■ Activity:
Each record below must be returned exactly as shown.

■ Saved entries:
%%

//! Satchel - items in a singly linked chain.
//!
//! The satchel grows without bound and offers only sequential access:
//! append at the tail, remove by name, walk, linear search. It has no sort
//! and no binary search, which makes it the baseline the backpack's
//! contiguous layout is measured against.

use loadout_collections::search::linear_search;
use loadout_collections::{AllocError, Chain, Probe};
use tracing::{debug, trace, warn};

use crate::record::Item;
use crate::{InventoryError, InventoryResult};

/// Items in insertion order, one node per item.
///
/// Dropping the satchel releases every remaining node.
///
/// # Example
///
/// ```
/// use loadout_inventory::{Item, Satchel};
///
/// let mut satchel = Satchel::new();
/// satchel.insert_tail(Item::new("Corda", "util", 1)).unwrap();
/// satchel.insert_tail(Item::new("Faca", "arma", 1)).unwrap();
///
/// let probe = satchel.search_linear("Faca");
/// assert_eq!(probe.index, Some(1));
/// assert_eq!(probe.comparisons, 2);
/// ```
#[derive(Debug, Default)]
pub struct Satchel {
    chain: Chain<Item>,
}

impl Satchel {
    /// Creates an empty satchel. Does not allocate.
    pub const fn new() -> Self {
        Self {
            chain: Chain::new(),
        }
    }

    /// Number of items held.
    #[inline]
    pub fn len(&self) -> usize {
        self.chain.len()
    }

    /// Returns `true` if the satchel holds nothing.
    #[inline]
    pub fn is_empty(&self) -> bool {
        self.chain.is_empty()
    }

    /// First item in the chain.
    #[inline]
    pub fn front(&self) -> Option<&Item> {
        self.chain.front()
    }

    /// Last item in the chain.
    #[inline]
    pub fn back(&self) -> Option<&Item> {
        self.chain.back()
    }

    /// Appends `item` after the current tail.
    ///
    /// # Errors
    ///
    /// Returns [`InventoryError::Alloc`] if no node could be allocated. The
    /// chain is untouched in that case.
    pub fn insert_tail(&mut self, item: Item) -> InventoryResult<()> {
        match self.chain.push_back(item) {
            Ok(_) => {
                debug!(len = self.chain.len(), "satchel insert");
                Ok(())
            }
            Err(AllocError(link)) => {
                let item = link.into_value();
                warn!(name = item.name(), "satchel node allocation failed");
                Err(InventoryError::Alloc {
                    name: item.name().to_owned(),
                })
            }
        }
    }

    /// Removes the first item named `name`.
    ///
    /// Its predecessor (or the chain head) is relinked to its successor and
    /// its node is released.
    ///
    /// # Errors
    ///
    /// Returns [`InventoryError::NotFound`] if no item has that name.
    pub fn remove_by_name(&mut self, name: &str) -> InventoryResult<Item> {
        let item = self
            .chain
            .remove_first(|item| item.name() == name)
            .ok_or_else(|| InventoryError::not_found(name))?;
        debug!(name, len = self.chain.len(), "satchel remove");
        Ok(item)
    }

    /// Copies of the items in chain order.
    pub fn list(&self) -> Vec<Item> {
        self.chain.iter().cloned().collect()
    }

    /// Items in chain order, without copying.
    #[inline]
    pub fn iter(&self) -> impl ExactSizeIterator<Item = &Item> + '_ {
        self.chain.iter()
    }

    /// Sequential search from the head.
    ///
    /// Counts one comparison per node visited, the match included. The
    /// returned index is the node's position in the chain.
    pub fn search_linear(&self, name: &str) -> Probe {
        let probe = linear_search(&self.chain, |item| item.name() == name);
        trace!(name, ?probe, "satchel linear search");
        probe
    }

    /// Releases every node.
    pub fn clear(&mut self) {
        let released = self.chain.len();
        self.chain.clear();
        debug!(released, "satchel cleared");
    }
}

%%

■ Exercise result:
//! Satchel - items in a singly linked chain.
//!
//! The satchel grows without bound and offers only sequential access:
//! append at the tail, remove by name, walk, linear search. It has no sort
//! and no binary search, which makes it the baseline the backpack's
//! contiguous layout is measured against.

use loadout_collections::search::linear_search;
use loadout_collections::{AllocError, Chain, Probe};
use tracing::{debug, trace, warn};

use crate::record::Item;
use crate::{InventoryError, InventoryResult};

/// Items in insertion order, one node per item.
///
/// Dropping the satchel releases every remaining node.
///
/// # Example
///
/// ```
/// use loadout_inventory::{Item, Satchel};
///
/// let mut satchel = Satchel::new();
/// satchel.insert_tail(Item::new("Corda", "util", 1)).unwrap();
/// satchel.insert_tail(Item::new("Faca", "arma", 1)).unwrap();
///
/// let probe = satchel.search_linear("Faca");
/// assert_eq!(probe.index, Some(1));
/// assert_eq!(probe.comparisons, 2);
/// ```
#[derive(Debug, Default)]
pub struct Satchel {
    chain: Chain<Item>,
}

impl Satchel {
    /// Creates an empty satchel. Does not allocate.
    pub const fn new() -> Self {
        Self {
            chain: Chain::new(),
        }
    }

    /// Number of items held.
    #[inline]
    pub fn len(&self) -> usize {
        self.chain.len()
    }

    /// Returns `true` if the satchel holds nothing.
    #[inline]
    pub fn is_empty(&self) -> bool {
        self.chain.is_empty()
    }

    /// First item in the chain.
    #[inline]
    pub fn front(&self) -> Option<&Item> {
        self.chain.front()
    }

    /// Last item in the chain.
    #[inline]
    pub fn back(&self) -> Option<&Item> {
        self.chain.back()
    }

    /// Appends `item` after the current tail.
    ///
    /// # Errors
    ///
    /// Returns [`InventoryError::Alloc`] if no node could be allocated. The
    /// chain is untouched in that case.
    pub fn insert_tail(&mut self, item: Item) -> InventoryResult<()> {
        match self.chain.push_back(item) {
            Ok(_) => {
                debug!(len = self.chain.len(), "satchel insert");
                Ok(())
            }
            Err(AllocError(link)) => {
                let item = link.into_value();
                warn!(name = item.name(), "satchel node allocation failed");
                Err(InventoryError::Alloc {
                    name: item.name().to_owned(),
                })
            }
        }
    }

    /// Removes the first item named `name`.
    ///
    /// Its predecessor (or the chain head) is relinked to its successor and
    /// its node is released.
    ///
    /// # Errors
    ///
    /// Returns [`InventoryError::NotFound`] if no item has that name.
    pub fn remove_by_name(&mut self, name: &str) -> InventoryResult<Item> {
        let item = self
            .chain
            .remove_first(|item| item.name() == name)
            .ok_or_else(|| InventoryError::not_found(name))?;
        debug!(name, len = self.chain.len(), "satchel remove");
        Ok(item)
    }

    /// Copies of the items in chain order.
    pub fn list(&self) -> Vec<Item> {
        self.chain.iter().cloned().collect()
    }

    /// Items in chain order, without copying.
    #[inline]
    pub fn iter(&self) -> impl ExactSizeIterator<Item = &Item> + '_ {
        self.chain.iter()
    }

    /// Sequential search from the head.
    ///
    /// Counts one comparison per node visited, the match included. The
    /// returned index is the node's position in the chain.
    pub fn search_linear(&self, name: &str) -> Probe {
        let probe = linear_search(&self.chain, |item| item.name() == name);
        trace!(name, ?probe, "satchel linear search");
        probe
    }

    /// Releases every node.
    pub fn clear(&mut self) {
        let released = self.chain.len();
        self.chain.clear();
        debug!(released, "satchel cleared");
    }
}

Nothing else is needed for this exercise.